The parasubiculum sends its single major output to layer II of the entorhinal cortex, and it may therefore interact with inputs to the entorhinal cortex from other cortical areas, and help to shape the activity of layer II entorhinal cells that project to the hippocampal formation. Cholinergic inputs are thought to contribute to the generation of theta- and gamma-frequency activities in the parasubiculum and entorhinal cortex, and the present study assessed how cholinergic receptor activation affects synaptic responses of the entorhinal cortex to theta- and gamma-frequency stimulation. Depth profiles of field excitatory postsynaptic potentials (fEPSPs) in acute brain slices showed a short-latency negative fEPSP in layer II, consistent with the activation of excitatory synaptic inputs to layer II. Application of the cholinergic agonist carbachol (CCh) suppressed synaptic responses and enhanced paired-pulse facilitation. CCh also resulted in a marked relative facilitation of synaptic responses evoked during short 5-pulse trains of stimulation at both theta- and gamma-frequencies. Application of the M1 antagonist pirenzepine, but not the M2 antagonist methoctramine, blocked the facilitation of responses.
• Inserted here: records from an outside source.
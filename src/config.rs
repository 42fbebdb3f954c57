use std::path::{Path, PathBuf};
use std::time::Duration;

use anyhow::{Context, Result, ensure};
use serde::Deserialize;

use crate::error::Error;
use crate::rules::{PathRules, RuleSet};

/// Default rule patterns, matching the documented behavior: every directory
/// is eligible, only common image extensions qualify, and well-known
/// duplicate-file markers are rejected.
pub const DEFAULT_INCLUDE_DIRS: &[&str] = &[r".*"];
pub const DEFAULT_EXCLUDE_DIRS: &[&str] = &[];
pub const DEFAULT_INCLUDE_FILES: &[&str] = &[r".*\.(jpg|png|jpeg)$"];
pub const DEFAULT_EXCLUDE_FILES: &[&str] = &[r".*- ?Copy\.", r".*\(\d+\)\.", r".*-\d+\."];

/// How a slide is mapped onto the display surface.
#[derive(Debug, Clone, Copy, Default, PartialEq, Eq, Deserialize)]
#[serde(rename_all = "kebab-case")]
pub enum FitMode {
    /// Letterbox: the whole image is visible.
    #[default]
    Fit,
    /// Cover: the image fills the surface and may be cropped.
    Fill,
}

/// Per-axis rule pattern overrides.
///
/// An axis that is present replaces the corresponding default list wholesale;
/// an absent axis keeps its default. This mirrors merging a partial mapping
/// over the default configuration.
#[derive(Debug, Clone, Default, Deserialize)]
#[serde(rename_all = "kebab-case", default, deny_unknown_fields)]
pub struct RulePatterns {
    pub include_dirs: Option<Vec<String>>,
    pub exclude_dirs: Option<Vec<String>>,
    pub include_files: Option<Vec<String>>,
    pub exclude_files: Option<Vec<String>>,
}

impl RulePatterns {
    fn axis(override_list: Option<&Vec<String>>, defaults: &[&str]) -> Vec<String> {
        match override_list {
            Some(list) => list.clone(),
            None => defaults.iter().map(|s| s.to_string()).collect(),
        }
    }

    /// Merge these overrides with the defaults and compile the result.
    pub fn compile(&self) -> Result<PathRules, Error> {
        let dirs = RuleSet::compile(
            &Self::axis(self.include_dirs.as_ref(), DEFAULT_INCLUDE_DIRS),
            &Self::axis(self.exclude_dirs.as_ref(), DEFAULT_EXCLUDE_DIRS),
        )?;
        let files = RuleSet::compile(
            &Self::axis(self.include_files.as_ref(), DEFAULT_INCLUDE_FILES),
            &Self::axis(self.exclude_files.as_ref(), DEFAULT_EXCLUDE_FILES),
        )?;
        Ok(PathRules { dirs, files })
    }
}

#[derive(Debug, Clone, Deserialize)]
#[serde(rename_all = "kebab-case", deny_unknown_fields)]
pub struct Configuration {
    /// Root of the picture library tree.
    pub library_root: PathBuf,

    /// Shuffle the flat entry sequence after each scan.
    #[serde(default = "Configuration::default_shuffle")]
    pub shuffle: bool,

    /// Number of slide slots in the carousel ring.
    #[serde(default = "Configuration::default_ring_size")]
    pub ring_size: usize,

    /// Number of background decode worker threads.
    #[serde(default = "Configuration::default_decode_workers")]
    pub decode_workers: usize,

    /// Time each slide stays on screen before the next transition starts.
    #[serde(default = "Configuration::default_slide_delay", with = "humantime_serde")]
    pub slide_delay: Duration,

    /// Duration of the crossfade between slides.
    #[serde(default = "Configuration::default_fade_duration", with = "humantime_serde")]
    pub fade_duration: Duration,

    /// Display tick rate; also sets the fade granularity.
    #[serde(default = "Configuration::default_frames_per_second")]
    pub frames_per_second: u32,

    #[serde(default)]
    pub fit: FitMode,

    /// Full passes through the catalog before rescanning and reshuffling.
    #[serde(default = "Configuration::default_reshuffle_after_passes")]
    pub reshuffle_after_passes: u32,

    #[serde(default)]
    pub rules: RulePatterns,
}

impl Configuration {
    fn default_shuffle() -> bool {
        true
    }

    fn default_ring_size() -> usize {
        8
    }

    fn default_decode_workers() -> usize {
        1
    }

    fn default_slide_delay() -> Duration {
        Duration::from_secs(10)
    }

    fn default_fade_duration() -> Duration {
        Duration::from_secs(3)
    }

    fn default_frames_per_second() -> u32 {
        20
    }

    fn default_reshuffle_after_passes() -> u32 {
        5
    }

    pub fn validate(&self) -> Result<()> {
        ensure!(
            self.ring_size >= 2,
            "ring-size must be at least 2, got {}",
            self.ring_size
        );
        ensure!(self.decode_workers >= 1, "decode-workers must be at least 1");
        ensure!(
            self.frames_per_second >= 1,
            "frames-per-second must be at least 1"
        );
        ensure!(
            self.reshuffle_after_passes >= 1,
            "reshuffle-after-passes must be at least 1"
        );
        self.rules.compile().context("compiling rule patterns")?;
        Ok(())
    }

    /// Interval between display ticks derived from the frame rate.
    pub fn tick(&self) -> Duration {
        Duration::from_secs_f64(1.0 / f64::from(self.frames_per_second))
    }
}

pub fn from_yaml_file(path: &Path) -> Result<Configuration, Error> {
    let text = std::fs::read_to_string(path)?;
    let cfg = serde_yaml::from_str(&text)?;
    Ok(cfg)
}

#[cfg(test)]
mod tests {
    use super::*;
    use crate::rules::PathStatus;

    #[test]
    fn overrides_replace_only_their_axis() {
        let yaml = r#"
include-dirs: ["2020"]
"#;
        let patterns: RulePatterns = serde_yaml::from_str(yaml).unwrap();
        let rules = patterns.compile().unwrap();
        assert_eq!(rules.dirs.classify("2019 trip"), PathStatus::Skip);
        assert_eq!(rules.dirs.classify("2020 trip"), PathStatus::Include);
        // File axis keeps its defaults, including the duplicate markers.
        assert_eq!(rules.files.classify("a.jpg"), PathStatus::Include);
        assert_eq!(rules.files.classify("a - Copy.jpg"), PathStatus::Exclude);
    }

    #[test]
    fn empty_override_clears_an_axis() {
        let patterns = RulePatterns {
            exclude_files: Some(Vec::new()),
            ..RulePatterns::default()
        };
        let rules = patterns.compile().unwrap();
        assert_eq!(rules.files.classify("a - Copy.jpg"), PathStatus::Include);
    }
}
Inhibition of the M-current or block of GABAB receptors had no effect, but the facilitation effect was partially blocked by the N-methyl-d-aspartate (NMDA) antagonist APV, indicating that NMDA receptors play a role. Application of ZD7288, a selective inhibitor of the hyperpolarization-activated cationic current Ih, almost completely blocked the relative facilitation of responses, and the less potent Ih-blocker Cs+ also resulted in a partial block. The relative facilitation of synaptic responses induced by CCh is therefore likely mediated by multiple mechanisms including the cholinergic suppression of transmitter release that enhances transmitter availability during repetitive stimulation, NMDA receptor-mediated effects on pre- or postsynaptic function, and cholinergic modulation of the current Ih. These mechanisms likely contribute to the maintenance of effective synaptic communication within parasubicular inputs to the entorhinal cortex during cholinergically induced rhythmic states.

► The parasubiculum sends its major output projection to layer II of the entorhinal cortex.
► The cholinergic agonist carbachol (CCh) suppresses evoked field EPSPs in this pathway.
► However, responses during θ- and γ-frequency trains are facilitated or maintained in CCh.
► CCh acts via modulation of Ih and NMDA responses to produce the facilitation.
► The facilitation effect may help maintain neuronal communication during θ and γ EEG activities.